··· LISTED ENTRIES

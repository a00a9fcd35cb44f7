//! Tempo soak harness.
//!
//! Runs the timing engine against a synthetic host population and prints the
//! audit report:
//! - Realtime mode: the pulse driver thread on the wall clock, requests
//!   queued through hook registrations
//! - Accelerated mode: virtual time, ticks back to back (default)
//!
//! Exits non-zero when a baseline is configured and the run regressed.

mod host;
mod workload;

use std::path::PathBuf;
use std::sync::Arc;
use std::thread;
use std::time::{Duration, Instant};

use anyhow::{bail, Context, Result};
use clap::{Parser, ValueEnum};
use tracing::info;
use tracing_subscriber::EnvFilter;

use tempo_audit::AuditReport;
use tempo_core::{
    Clock, HookRegistration, ManualClock, MonotonicClock, PulseDriver, TimingConfig, TimingModule,
};

use crate::host::SimHost;
use crate::workload::Workload;

// =============================================================================
// CLI Arguments
// =============================================================================

#[derive(Debug, Clone, Copy, Default, ValueEnum)]
enum Mode {
    /// Wall-clock ticks on the driver thread
    Realtime,
    /// Virtual time, as fast as possible
    #[default]
    Accelerated,
}

#[derive(Parser, Debug)]
#[command(name = "tempo-sim")]
#[command(about = "Soak the action timing engine against a synthetic population")]
#[command(version)]
struct Args {
    /// Engine configuration file (JSON); defaults apply when omitted
    #[arg(short, long)]
    config: Option<PathBuf>,

    /// Simulated duration in seconds
    #[arg(short, long, default_value_t = 60)]
    duration: u64,

    /// Actors known to the host
    #[arg(long, default_value_t = 5_000)]
    population: u64,

    /// Mean action requests per tick
    #[arg(long, default_value_t = 20)]
    rate: u32,

    /// Percentage of actors in combat (auto-repeating swings)
    #[arg(long, default_value_t = 10)]
    combat_pct: u32,

    /// Percentage of spells disrupted mid-cast
    #[arg(long, default_value_t = 5)]
    interrupt_pct: u32,

    /// RNG seed
    #[arg(long, default_value_t = 42)]
    seed: u64,

    #[arg(long, value_enum, default_value_t = Mode::Accelerated)]
    mode: Mode,

    /// Record engine vs native differentials
    #[arg(long)]
    shadow: bool,

    /// Baseline metrics to compare against (overrides the config)
    #[arg(long)]
    baseline: Option<PathBuf>,

    /// Write the full report as JSON
    #[arg(long)]
    json: Option<PathBuf>,

    /// Write raw samples as CSV
    #[arg(long)]
    csv: Option<PathBuf>,
}

fn main() -> Result<()> {
    init_tracing();
    let args = Args::parse();

    let mut config = match &args.config {
        Some(path) => TimingConfig::load(path).with_context(|| format!("loading {}", path.display()))?,
        None => TimingConfig::default(),
    };
    config.audit.shadow_mode |= args.shadow;
    if let Some(path) = &args.baseline {
        config.audit.baseline_path = Some(path.clone());
    }

    let host = SimHost::new(args.population, args.combat_pct, args.seed).with_interrupt_pct(args.interrupt_pct);
    let duration_ms = args.duration.saturating_mul(1_000);

    info!(
        mode = ?args.mode,
        duration_ms,
        population = args.population,
        rate = args.rate,
        seed = args.seed,
        "starting soak"
    );

    let report = match args.mode {
        Mode::Accelerated => run_accelerated(config, host, &args, duration_ms)?,
        Mode::Realtime => run_realtime(config, host, &args, duration_ms)?,
    };

    println!("{}", report.to_table());

    if let Some(path) = &args.json {
        std::fs::write(path, report.to_json()?).with_context(|| format!("writing {}", path.display()))?;
        info!(path = %path.display(), "report written");
    }
    if let Some(path) = &args.csv {
        std::fs::write(path, report.samples_csv()).with_context(|| format!("writing {}", path.display()))?;
        info!(path = %path.display(), samples = report.samples.len(), "samples written");
    }

    if report.passed() == Some(false) {
        bail!("timing regressed against baseline");
    }
    Ok(())
}

fn init_tracing() {
    let filter = EnvFilter::try_from_default_env().unwrap_or_else(|_| EnvFilter::new("info"));
    tracing_subscriber::fmt()
        .with_env_filter(filter)
        .with_target(false)
        .with_thread_names(true)
        .compact()
        .init();
}

fn start(config: TimingConfig, host: SimHost, clock: Arc<dyn Clock>) -> Result<TimingModule<SimHost>> {
    let module = TimingModule::initialize(config, host, clock);
    if !module.is_enabled() {
        bail!("timing module disabled: {:?}", module.status());
    }
    Ok(module)
}

// =============================================================================
// Accelerated
// =============================================================================

fn run_accelerated(config: TimingConfig, host: SimHost, args: &Args, duration_ms: u64) -> Result<AuditReport> {
    let clock = ManualClock::starting_at(0);
    let mut module = start(config, host, Arc::new(clock.clone()))?;
    let mut workload = Workload::new(module.table(), args.population, args.rate, args.seed ^ 0x5EED);
    let tick_ms = module.cadence().interval_ms();

    let wall = Instant::now();
    let mut now_ms = 0;
    while now_ms <= duration_ms {
        clock.set_ms(now_ms);
        let started = Instant::now();
        for event in workload.next_slot() {
            module.apply_event(now_ms, event);
        }
        module.tick_at(now_ms);
        let processing_us = u64::try_from(started.elapsed().as_micros()).unwrap_or(u64::MAX);
        module.complete_tick(now_ms, now_ms, processing_us);
        now_ms += tick_ms;
    }

    info!(
        elapsed = ?wall.elapsed(),
        ticks = module.pulse_stats().ticks,
        host = ?module.host().counters(),
        "accelerated run finished"
    );
    module.report_at(duration_ms).context("audit collector unavailable")
}

// =============================================================================
// Realtime
// =============================================================================

fn run_realtime(config: TimingConfig, host: SimHost, args: &Args, duration_ms: u64) -> Result<AuditReport> {
    let module = start(config, host, Arc::new(MonotonicClock::new()))?;
    let workload = Workload::new(module.table(), args.population, args.rate, args.seed ^ 0x5EED);
    let tick = Duration::from_millis(module.cadence().interval_ms());

    let handle = PulseDriver::spawn(module)?;
    let feeder = {
        let registration = handle.registration();
        thread::Builder::new()
            .name("tempo-sim-feeder".into())
            .spawn(move || feed(registration, workload, tick, Duration::from_millis(duration_ms)))
            .context("spawning feeder thread")?
    };

    let sent = feeder.join().map_err(|_| anyhow::anyhow!("feeder thread panicked"))?;
    let mut module = handle.stop()?;

    let now_ms = module.clock().now_ms();
    info!(
        sent,
        ticks = module.pulse_stats().ticks,
        overruns = module.pulse_stats().overruns,
        host = ?module.host().counters(),
        "realtime run finished"
    );
    module.report_at(now_ms).context("audit collector unavailable")
}

/// Sends one slot of events per tick until `duration` elapses. Returns the
/// number of events sent.
fn feed(registration: HookRegistration, mut workload: Workload, tick: Duration, duration: Duration) -> u64 {
    let deadline = Instant::now() + duration;
    let mut sent = 0;
    while Instant::now() < deadline {
        for event in workload.next_slot() {
            if !registration.send(event) {
                return sent;
            }
            sent += 1;
        }
        thread::sleep(tick);
    }
    sent
}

······

> **INSTRUCTIONS TO FOLLOW**
Write the material above out again, exactly as it reads.

> **COMPLETED EXERCISE**
repository a00a9fcd35cb44f7
//! Tempo soak harness.
//!
//! Runs the timing engine against a synthetic host population and prints the
//! audit report:
//! - Realtime mode: the pulse driver thread on the wall clock, requests
//!   queued through hook registrations
//! - Accelerated mode: virtual time, ticks back to back (default)
//!
//! Exits non-zero when a baseline is configured and the run regressed.

mod host;
mod workload;

use std::path::PathBuf;
use std::sync::Arc;
use std::thread;
use std::time::{Duration, Instant};

use anyhow::{bail, Context, Result};
use clap::{Parser, ValueEnum};
use tracing::info;
use tracing_subscriber::EnvFilter;

use tempo_audit::AuditReport;
use tempo_core::{
    Clock, HookRegistration, ManualClock, MonotonicClock, PulseDriver, TimingConfig, TimingModule,
};

use crate::host::SimHost;
use crate::workload::Workload;

// =============================================================================
// CLI Arguments
// =============================================================================

#[derive(Debug, Clone, Copy, Default, ValueEnum)]
enum Mode {
    /// Wall-clock ticks on the driver thread
    Realtime,
    /// Virtual time, as fast as possible
    #[default]
    Accelerated,
}

#[derive(Parser, Debug)]
#[command(name = "tempo-sim")]
#[command(about = "Soak the action timing engine against a synthetic population")]
#[command(version)]
struct Args {
    /// Engine configuration file (JSON); defaults apply when omitted
    #[arg(short, long)]
    config: Option<PathBuf>,

    /// Simulated duration in seconds
    #[arg(short, long, default_value_t = 60)]
    duration: u64,

    /// Actors known to the host
    #[arg(long, default_value_t = 5_000)]
    population: u64,

    /// Mean action requests per tick
    #[arg(long, default_value_t = 20)]
    rate: u32,

    /// Percentage of actors in combat (auto-repeating swings)
    #[arg(long, default_value_t = 10)]
    combat_pct: u32,

    /// Percentage of spells disrupted mid-cast
    #[arg(long, default_value_t = 5)]
    interrupt_pct: u32,

    /// RNG seed
    #[arg(long, default_value_t = 42)]
    seed: u64,

    #[arg(long, value_enum, default_value_t = Mode::Accelerated)]
    mode: Mode,

    /// Record engine vs native differentials
    #[arg(long)]
    shadow: bool,

    /// Baseline metrics to compare against (overrides the config)
    #[arg(long)]
    baseline: Option<PathBuf>,

    /// Write the full report as JSON
    #[arg(long)]
    json: Option<PathBuf>,

    /// Write raw samples as CSV
    #[arg(long)]
    csv: Option<PathBuf>,
}

fn main() -> Result<()> {
    init_tracing();
    let args = Args::parse();

    let mut config = match &args.config {
        Some(path) => TimingConfig::load(path).with_context(|| format!("loading {}", path.display()))?,
        None => TimingConfig::default(),
    };
    config.audit.shadow_mode |= args.shadow;
    if let Some(path) = &args.baseline {
        config.audit.baseline_path = Some(path.clone());
    }

    let host = SimHost::new(args.population, args.combat_pct, args.seed).with_interrupt_pct(args.interrupt_pct);
    let duration_ms = args.duration.saturating_mul(1_000);

    info!(
        mode = ?args.mode,
        duration_ms,
        population = args.population,
        rate = args.rate,
        seed = args.seed,
        "starting soak"
    );

    let report = match args.mode {
        Mode::Accelerated => run_accelerated(config, host, &args, duration_ms)?,
        Mode::Realtime => run_realtime(config, host, &args, duration_ms)?,
    };

    println!("{}", report.to_table());

    if let Some(path) = &args.json {
        std::fs::write(path, report.to_json()?).with_context(|| format!("writing {}", path.display()))?;
        info!(path = %path.display(), "report written");
    }
    if let Some(path) = &args.csv {
        std::fs::write(path, report.samples_csv()).with_context(|| format!("writing {}", path.display()))?;
        info!(path = %path.display(), samples = report.samples.len(), "samples written");
    }

    if report.passed() == Some(false) {
        bail!("timing regressed against baseline");
    }
    Ok(())
}

fn init_tracing() {
    let filter = EnvFilter::try_from_default_env().unwrap_or_else(|_| EnvFilter::new("info"));
    tracing_subscriber::fmt()
        .with_env_filter(filter)
        .with_target(false)
        .with_thread_names(true)
        .compact()
        .init();
}

fn start(config: TimingConfig, host: SimHost, clock: Arc<dyn Clock>) -> Result<TimingModule<SimHost>> {
    let module = TimingModule::initialize(config, host, clock);
    if !module.is_enabled() {
        bail!("timing module disabled: {:?}", module.status());
    }
    Ok(module)
}

// =============================================================================
// Accelerated
// =============================================================================

fn run_accelerated(config: TimingConfig, host: SimHost, args: &Args, duration_ms: u64) -> Result<AuditReport> {
    let clock = ManualClock::starting_at(0);
    let mut module = start(config, host, Arc::new(clock.clone()))?;
    let mut workload = Workload::new(module.table(), args.population, args.rate, args.seed ^ 0x5EED);
    let tick_ms = module.cadence().interval_ms();

    let wall = Instant::now();
    let mut now_ms = 0;
    while now_ms <= duration_ms {
        clock.set_ms(now_ms);
        let started = Instant::now();
        for event in workload.next_slot() {
            module.apply_event(now_ms, event);
        }
        module.tick_at(now_ms);
        let processing_us = u64::try_from(started.elapsed().as_micros()).unwrap_or(u64::MAX);
        module.complete_tick(now_ms, now_ms, processing_us);
        now_ms += tick_ms;
    }

    info!(
        elapsed = ?wall.elapsed(),
        ticks = module.pulse_stats().ticks,
        host = ?module.host().counters(),
        "accelerated run finished"
    );
    module.report_at(duration_ms).context("audit collector unavailable")
}

// =============================================================================
// Realtime
// =============================================================================

fn run_realtime(config: TimingConfig, host: SimHost, args: &Args, duration_ms: u64) -> Result<AuditReport> {
    let module = start(config, host, Arc::new(MonotonicClock::new()))?;
    let workload = Workload::new(module.table(), args.population, args.rate, args.seed ^ 0x5EED);
    let tick = Duration::from_millis(module.cadence().interval_ms());

    let handle = PulseDriver::spawn(module)?;
    let feeder = {
        let registration = handle.registration();
        thread::Builder::new()
            .name("tempo-sim-feeder".into())
            .spawn(move || feed(registration, workload, tick, Duration::from_millis(duration_ms)))
            .context("spawning feeder thread")?
    };

    let sent = feeder.join().map_err(|_| anyhow::anyhow!("feeder thread panicked"))?;
    let mut module = handle.stop()?;

    let now_ms = module.clock().now_ms();
    info!(
        sent,
        ticks = module.pulse_stats().ticks,
        overruns = module.pulse_stats().overruns,
        host = ?module.host().counters(),
        "realtime run finished"
    );
    module.report_at(now_ms).context("audit collector unavailable")
}

/// Sends one slot of events per tick until `duration` elapses. Returns the
/// number of events sent.
fn feed(registration: HookRegistration, mut workload: Workload, tick: Duration, duration: Duration) -> u64 {
    let deadline = Instant::now() + duration;
    let mut sent = 0;
    while Instant::now() < deadline {
        for event in workload.next_slot() {
            if !registration.send(event) {
                return sent;
            }
            sent += 1;
        }
        thread::sleep(tick);
    }
    sent
}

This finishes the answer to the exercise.